▶ [Work task]: From the data below, copy each line that includes the word "EnvFilter".
::::
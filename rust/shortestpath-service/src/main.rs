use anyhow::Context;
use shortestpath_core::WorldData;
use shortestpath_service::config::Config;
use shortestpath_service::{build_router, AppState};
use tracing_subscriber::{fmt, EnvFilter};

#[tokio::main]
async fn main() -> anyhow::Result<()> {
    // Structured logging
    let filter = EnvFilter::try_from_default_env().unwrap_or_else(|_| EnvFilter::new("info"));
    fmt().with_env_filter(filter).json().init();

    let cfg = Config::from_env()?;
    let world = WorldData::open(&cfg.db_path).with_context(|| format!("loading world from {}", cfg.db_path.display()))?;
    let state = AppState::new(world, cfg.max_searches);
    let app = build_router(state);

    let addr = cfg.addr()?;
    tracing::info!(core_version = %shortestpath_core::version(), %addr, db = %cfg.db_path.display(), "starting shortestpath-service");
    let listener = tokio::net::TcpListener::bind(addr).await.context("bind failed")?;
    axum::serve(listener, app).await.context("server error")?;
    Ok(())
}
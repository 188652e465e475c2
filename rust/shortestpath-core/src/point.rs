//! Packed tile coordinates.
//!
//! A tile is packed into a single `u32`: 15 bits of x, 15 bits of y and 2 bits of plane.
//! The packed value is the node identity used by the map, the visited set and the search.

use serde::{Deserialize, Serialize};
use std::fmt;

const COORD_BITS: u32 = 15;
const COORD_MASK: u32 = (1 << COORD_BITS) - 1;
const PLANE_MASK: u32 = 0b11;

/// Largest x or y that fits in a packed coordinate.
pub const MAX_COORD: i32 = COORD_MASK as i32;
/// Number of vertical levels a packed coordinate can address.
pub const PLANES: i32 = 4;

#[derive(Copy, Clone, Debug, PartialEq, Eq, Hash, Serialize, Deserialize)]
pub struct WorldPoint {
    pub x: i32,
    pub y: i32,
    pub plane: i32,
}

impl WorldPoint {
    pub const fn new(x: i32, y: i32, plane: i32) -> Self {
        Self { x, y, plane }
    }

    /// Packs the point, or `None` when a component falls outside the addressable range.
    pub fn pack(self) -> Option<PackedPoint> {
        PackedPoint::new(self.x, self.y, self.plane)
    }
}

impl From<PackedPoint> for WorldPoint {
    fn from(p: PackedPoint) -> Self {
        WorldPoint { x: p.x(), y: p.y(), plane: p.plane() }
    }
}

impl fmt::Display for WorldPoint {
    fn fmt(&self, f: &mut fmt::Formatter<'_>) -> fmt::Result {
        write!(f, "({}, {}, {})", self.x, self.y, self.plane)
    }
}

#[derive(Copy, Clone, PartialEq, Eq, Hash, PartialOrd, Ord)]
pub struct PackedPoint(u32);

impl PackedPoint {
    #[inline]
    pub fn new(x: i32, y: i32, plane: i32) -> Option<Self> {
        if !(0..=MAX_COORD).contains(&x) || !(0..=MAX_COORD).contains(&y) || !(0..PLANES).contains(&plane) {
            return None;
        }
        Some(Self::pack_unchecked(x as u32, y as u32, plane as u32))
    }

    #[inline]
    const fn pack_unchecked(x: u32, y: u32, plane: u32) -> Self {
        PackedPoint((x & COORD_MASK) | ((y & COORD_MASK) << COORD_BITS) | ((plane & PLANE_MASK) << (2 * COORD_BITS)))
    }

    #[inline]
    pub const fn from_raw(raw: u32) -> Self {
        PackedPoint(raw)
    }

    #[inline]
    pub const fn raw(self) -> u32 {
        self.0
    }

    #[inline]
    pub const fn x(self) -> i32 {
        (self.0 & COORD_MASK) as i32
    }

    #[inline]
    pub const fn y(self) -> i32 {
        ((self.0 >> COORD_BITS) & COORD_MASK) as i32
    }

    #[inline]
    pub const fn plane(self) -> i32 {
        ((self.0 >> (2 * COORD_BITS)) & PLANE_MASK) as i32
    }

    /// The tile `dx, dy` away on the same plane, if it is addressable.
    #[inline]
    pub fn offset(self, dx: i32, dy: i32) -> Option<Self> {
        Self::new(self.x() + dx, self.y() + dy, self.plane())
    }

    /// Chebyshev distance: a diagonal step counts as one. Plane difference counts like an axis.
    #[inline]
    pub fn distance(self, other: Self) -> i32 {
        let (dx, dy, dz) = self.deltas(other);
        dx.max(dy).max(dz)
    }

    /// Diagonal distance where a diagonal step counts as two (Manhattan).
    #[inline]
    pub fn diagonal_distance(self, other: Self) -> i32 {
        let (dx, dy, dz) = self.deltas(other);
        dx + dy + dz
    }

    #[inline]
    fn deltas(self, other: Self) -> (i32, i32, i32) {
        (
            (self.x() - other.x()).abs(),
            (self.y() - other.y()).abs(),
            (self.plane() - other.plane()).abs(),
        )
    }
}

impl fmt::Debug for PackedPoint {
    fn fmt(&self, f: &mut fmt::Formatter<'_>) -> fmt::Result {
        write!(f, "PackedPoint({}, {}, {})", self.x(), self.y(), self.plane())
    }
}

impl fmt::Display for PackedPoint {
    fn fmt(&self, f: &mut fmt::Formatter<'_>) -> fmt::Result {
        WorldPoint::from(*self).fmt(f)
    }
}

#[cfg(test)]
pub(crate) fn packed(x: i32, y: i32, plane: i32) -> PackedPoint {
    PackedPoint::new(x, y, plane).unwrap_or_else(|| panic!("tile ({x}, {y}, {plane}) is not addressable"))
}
::::
▶ [Result for this task]:
use tracing_subscriber::{fmt, EnvFilter};
    let filter = EnvFilter::try_from_default_env().unwrap_or_else(|_| EnvFilter::new("info"));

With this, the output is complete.